So much death, and yet not a single fly nor a single sound. I can’t imagine how horrifyingly apocalyptic such a scene must’ve been. It’s like everything in the area just got simultaneously raptured and dropped dead. It’s the type of event we would have called biblical if it happened and was written down before modern science. Next level scary shit.
I first saw the Cameroon stories a few years back when James Cameron did a documentary on the biblical plagues of Egypt. The Nile ran red with "blood" (iron deposits), resulting low oxygen levels in the water caused fish to die, frogs left the water, and... all the first born Egyptian males died. It was thought that the heavy clouds of gas released form the Nile drifted into the low lying areas of the city. First born males were the heirs to the family assets and got to sleep in a special place in the home... the basements.

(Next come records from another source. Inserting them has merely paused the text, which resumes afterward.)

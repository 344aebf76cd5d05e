//! Parsing, merging and serializing query strings.

use std::{borrow::Cow, collections::BTreeMap, string::FromUtf8Error};

use percent_encoding::{utf8_percent_encode, AsciiSet, NON_ALPHANUMERIC};
use serde::{Deserialize, Serialize};
use tracing::warn;

/// Characters kept verbatim in query keys and values. Stricter than `encodeURIComponent`: `!'()*`
/// are escaped, `,` is kept.
const QUERY: &AsciiSet = &NON_ALPHANUMERIC
    .remove(b'-')
    .remove(b'_')
    .remove(b'.')
    .remove(b'~')
    .remove(b',');

/// A single query entry.
#[derive(Clone, Debug, PartialEq, Eq, Serialize, Deserialize)]
#[serde(untagged)]
pub enum QueryValue {
    /// The key is present without a value (`?flag`).
    Null,
    /// `?key=value`
    Value(String),
    /// The key was repeated; values in encounter order.
    List(Vec<Option<String>>),
}

/// Query data of a location, keyed by name.
pub type Query = BTreeMap<String, QueryValue>;

impl QueryValue {
    /// The value if this is a single value.
    pub fn as_str(&self) -> Option<&str> {
        match self {
            Self::Value(value) => Some(value),
            _ => None,
        }
    }

    fn push(&mut self, value: Option<String>) {
        let previous = std::mem::replace(self, Self::Null);
        let mut list = match previous {
            Self::Null => vec![None],
            Self::Value(value) => vec![Some(value)],
            Self::List(list) => list,
        };
        list.push(value);
        *self = Self::List(list);
    }
}

impl From<&str> for QueryValue {
    fn from(value: &str) -> Self {
        Self::Value(value.to_string())
    }
}

impl From<String> for QueryValue {
    fn from(value: String) -> Self {
        Self::Value(value)
    }
}

impl From<Option<String>> for QueryValue {
    fn from(value: Option<String>) -> Self {
        value.map_or(Self::Null, Self::Value)
    }
}

impl<T: Into<String>> From<Vec<T>> for QueryValue {
    fn from(values: Vec<T>) -> Self {
        Self::List(values.into_iter().map(|value| Some(value.into())).collect())
    }
}

fn decode(input: &str) -> Result<String, FromUtf8Error> {
    urlencoding::decode(input).map(Cow::into_owned)
}

fn encode(input: &str) -> String {
    utf8_percent_encode(input, QUERY).to_string()
}

/// Parse a query string.
///
/// A leading `?`, `#` or `&` is ignored, `+` means space and keys without `=` map to
/// [`QueryValue::Null`]. Repeated keys collect into a [`QueryValue::List`].
///
/// ```rust
/// # use waypoint_router::query::{parse_query, QueryValue};
/// let query = parse_query("?tag=a&tag=b&open").unwrap();
/// assert_eq!(
///     query["tag"],
///     QueryValue::List(vec![Some("a".into()), Some("b".into())])
/// );
/// assert_eq!(query["open"], QueryValue::Null);
/// ```
pub fn parse_query(query: &str) -> Result<Query, FromUtf8Error> {
    let mut parsed = Query::new();

    let query = query.trim();
    let query = query
        .strip_prefix(['?', '#', '&'])
        .unwrap_or(query);

    for param in query.split('&').filter(|param| !param.is_empty()) {
        let param = param.replace('+', " ");
        let (key, value) = match param.split_once('=') {
            Some((key, value)) => (decode(key)?, Some(decode(value)?)),
            None => (decode(&param)?, None),
        };

        match parsed.get_mut(&key) {
            Some(existing) => existing.push(value),
            None => {
                parsed.insert(key, value.into());
            }
        }
    }

    Ok(parsed)
}

/// Merge the query parsed from a location string with explicitly given query data. Explicit keys
/// win.
pub fn resolve_query(query: &str, extra: Option<&Query>) -> Query {
    let mut parsed = parse_query(query).unwrap_or_else(|error| {
        warn!(%error, query, "query string could not be decoded, ignoring it");
        Query::new()
    });

    if let Some(extra) = extra {
        parsed.extend(extra.iter().map(|(key, value)| (key.clone(), value.clone())));
    }

    parsed
}

/// Serialize query data. Returns the empty string for an empty query, otherwise the result starts
/// with `?`.
///
/// ```rust
/// # use waypoint_router::query::{stringify_query, Query, QueryValue};
/// let mut query = Query::new();
/// query.insert("q".into(), "a b".into());
/// query.insert("flag".into(), QueryValue::Null);
/// assert_eq!(stringify_query(&query), "?flag&q=a%20b");
/// ```
pub fn stringify_query(query: &Query) -> String {
    let parts: Vec<String> = query
        .iter()
        .map(|(key, value)| match value {
            QueryValue::Null => encode(key),
            QueryValue::Value(value) => format!("{}={}", encode(key), encode(value)),
            QueryValue::List(values) => values
                .iter()
                .map(|value| match value {
                    Some(value) => format!("{}={}", encode(key), encode(value)),
                    None => encode(key),
                })
                .collect::<Vec<_>>()
                .join("&"),
        })
        .filter(|part| !part.is_empty())
        .collect();

    match parts.is_empty() {
        true => String::new(),
        false => format!("?{}", parts.join("&")),
    }
}

/// Check whether every key of `target` is present in `current`.
pub(crate) fn query_includes(current: &Query, target: &Query) -> bool {
    target.keys().all(|key| current.contains_key(key))
}
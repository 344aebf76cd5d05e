//! Nested route matching and guarded navigation transitions.
//!
//! A [`Router`](service::Router) resolves navigation targets (paths, named routes or params
//! changes) against a tree of [`RouteConfig`](route_definition::RouteConfig)s and moves from the
//! current [`Route`](route::Route) to the target through a pipeline of guards, each of which may
//! let the navigation proceed, cancel it or redirect it.
//!
//! ```rust
//! # use waypoint_router::prelude::*;
//! let router = Router::new(
//!     [RouteConfig::new("/user/:id").child(RouteConfig::new("posts/:post_id"))],
//!     RouterConfig::default(),
//! );
//! router.before_each(|to, _from, next| {
//!     match to.params().contains_key("id") {
//!         true => next.proceed(),
//!         false => next.redirect("/user/0"),
//!     }
//!     Ok(())
//! });
//!
//! router.start();
//! router.push("/user/42/posts/7");
//!
//! let route = router.current_route();
//! assert_eq!(route.matched().len(), 2);
//! assert_eq!(route.params(), &params([("id", "42"), ("post_id", "7")]));
//! ```

pub mod async_components;
pub mod error;
pub mod guards;
pub mod location;
pub mod matcher;
pub mod navigation;
pub mod params;
pub mod path;
pub mod query;
pub mod route;
pub mod route_definition;
pub mod router_cfg;
pub mod service;
pub mod transition;

/// A collection of useful items most applications might need.
pub mod prelude {
    pub use crate::async_components::ComponentLoader;
    pub use crate::error::*;
    pub use crate::guards::{
        AfterHook, Component, Guard, GuardKind, Instance, Next, NextAction, RouteComponent,
    };
    pub use crate::matcher::Matcher;
    pub use crate::navigation::*;
    pub use crate::params::{params, ParamValue, Params};
    pub use crate::query::{Query, QueryValue};
    pub use crate::route::{is_included_route, is_same_route, resolve_props, Route};
    pub use crate::route_definition::{
        PathOptions, PropsSpec, Redirect, RouteConfig, RouteRecord, ViewSlot, DEFAULT_VIEW,
    };
    pub use crate::router_cfg::{HistoryMode, RouterConfig};
    pub use crate::service::{HookId, Resolved, Router, Subscription};
    pub use waypoint_history::{HashHistory, History, MemoryHistory, WebHistory};
}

There's a phenomena called "olfactory fatigue" which is when you smell something for long enough your nose stops smelling. Not permanently, just temporarily until your removed from the smell and your nose readjusts back to normal. Sulfur is particularly quick to cause olfactory fatigue. So people can be tricked into thinking the air no longer smells bad, but really nothing changed thier noses just got fatigued. This is a dangerous thing and why no matter if a space smells OK or not, the air should be monitored by air monitoring equipment for proper safety.
I am Cameroonian and this still brings chills even now. I have tried to explain it to several people I know, but there is still skepticism among people here about what happened. The name is lake “Niyos”
"Still a better love story than Twilight" One of the countless reasons why I really love you and your content. Thank you, Joe.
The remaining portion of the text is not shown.